The task
Your answer should be every line of the records that contains the word "info", copied as it stands.

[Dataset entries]
____

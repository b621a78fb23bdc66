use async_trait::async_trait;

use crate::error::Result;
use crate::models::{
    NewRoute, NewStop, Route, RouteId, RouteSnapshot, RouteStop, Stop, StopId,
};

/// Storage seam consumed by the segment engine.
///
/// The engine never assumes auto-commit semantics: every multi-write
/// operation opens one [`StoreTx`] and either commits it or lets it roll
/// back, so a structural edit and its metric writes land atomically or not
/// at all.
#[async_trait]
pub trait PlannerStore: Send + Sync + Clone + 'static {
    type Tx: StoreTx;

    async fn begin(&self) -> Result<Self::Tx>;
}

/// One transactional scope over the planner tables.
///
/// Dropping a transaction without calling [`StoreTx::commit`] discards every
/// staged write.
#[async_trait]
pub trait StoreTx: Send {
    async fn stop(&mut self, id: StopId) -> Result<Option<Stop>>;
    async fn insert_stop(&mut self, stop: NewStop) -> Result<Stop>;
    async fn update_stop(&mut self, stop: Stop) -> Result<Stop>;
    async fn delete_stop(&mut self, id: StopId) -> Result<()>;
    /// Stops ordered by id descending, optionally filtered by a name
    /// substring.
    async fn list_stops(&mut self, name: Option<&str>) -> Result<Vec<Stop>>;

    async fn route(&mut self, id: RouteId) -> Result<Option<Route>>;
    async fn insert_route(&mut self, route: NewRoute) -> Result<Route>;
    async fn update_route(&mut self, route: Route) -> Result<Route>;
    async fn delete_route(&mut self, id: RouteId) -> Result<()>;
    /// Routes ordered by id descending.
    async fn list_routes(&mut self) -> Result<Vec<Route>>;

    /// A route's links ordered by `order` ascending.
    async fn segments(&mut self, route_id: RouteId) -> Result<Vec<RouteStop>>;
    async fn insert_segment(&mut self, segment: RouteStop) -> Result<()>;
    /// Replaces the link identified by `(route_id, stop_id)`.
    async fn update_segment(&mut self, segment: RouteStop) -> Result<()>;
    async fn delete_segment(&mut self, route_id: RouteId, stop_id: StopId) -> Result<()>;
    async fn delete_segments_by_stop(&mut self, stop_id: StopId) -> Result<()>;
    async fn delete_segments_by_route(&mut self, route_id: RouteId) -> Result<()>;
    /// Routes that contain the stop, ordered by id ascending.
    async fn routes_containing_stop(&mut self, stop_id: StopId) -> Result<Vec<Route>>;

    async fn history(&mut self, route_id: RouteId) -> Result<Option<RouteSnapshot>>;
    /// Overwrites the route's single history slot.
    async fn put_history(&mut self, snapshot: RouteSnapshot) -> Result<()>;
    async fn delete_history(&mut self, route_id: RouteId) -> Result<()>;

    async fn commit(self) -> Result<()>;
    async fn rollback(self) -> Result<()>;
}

____

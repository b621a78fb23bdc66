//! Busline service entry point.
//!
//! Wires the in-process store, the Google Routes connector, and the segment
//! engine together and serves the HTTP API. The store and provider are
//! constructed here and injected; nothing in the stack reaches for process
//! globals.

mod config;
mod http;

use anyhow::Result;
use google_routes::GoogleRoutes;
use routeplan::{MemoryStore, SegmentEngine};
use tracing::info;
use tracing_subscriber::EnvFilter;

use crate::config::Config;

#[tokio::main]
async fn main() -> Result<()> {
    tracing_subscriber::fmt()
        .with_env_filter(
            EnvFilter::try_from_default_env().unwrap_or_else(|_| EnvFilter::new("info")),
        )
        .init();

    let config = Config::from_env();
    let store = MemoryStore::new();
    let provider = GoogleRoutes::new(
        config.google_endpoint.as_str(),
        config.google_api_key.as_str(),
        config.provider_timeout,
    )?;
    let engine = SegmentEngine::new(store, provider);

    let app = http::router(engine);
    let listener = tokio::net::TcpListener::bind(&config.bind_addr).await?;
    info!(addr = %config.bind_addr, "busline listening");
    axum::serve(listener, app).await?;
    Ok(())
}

____

Response to this exercise
use tracing::info;
            EnvFilter::try_from_default_env().unwrap_or_else(|_| EnvFilter::new("info")),
    info!(addr = %config.bind_addr, "busline listening");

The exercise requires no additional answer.